Repeat nothing but the line containing "the timetable engine." and the lines that follow it, up to and including the last line of the data below.

================

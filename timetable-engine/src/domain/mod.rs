//! Domain types for the timetable engine.
//!
//! This module contains the value types shared by every engine component.
//! All types enforce their invariants at construction time, so code that
//! receives these types can trust their validity.

mod ids;
mod time;
mod train;

pub use ids::{EventId, InvalidId, PlatformId, SegmentId, StationId, TrainId};
pub use time::{RailTime, TimeError, TimeWindow};
pub use train::{EventKind, InvalidTrain, Priority, Train, TrainClass};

================

RESPONSE AREA ▸
//! Domain types for the timetable engine.
//!
//! This module contains the value types shared by every engine component.
//! All types enforce their invariants at construction time, so code that
//! receives these types can trust their validity.

mod ids;
mod time;
mod train;

pub use ids::{EventId, InvalidId, PlatformId, SegmentId, StationId, TrainId};
pub use time::{RailTime, TimeError, TimeWindow};
pub use train::{EventKind, InvalidTrain, Priority, Train, TrainClass};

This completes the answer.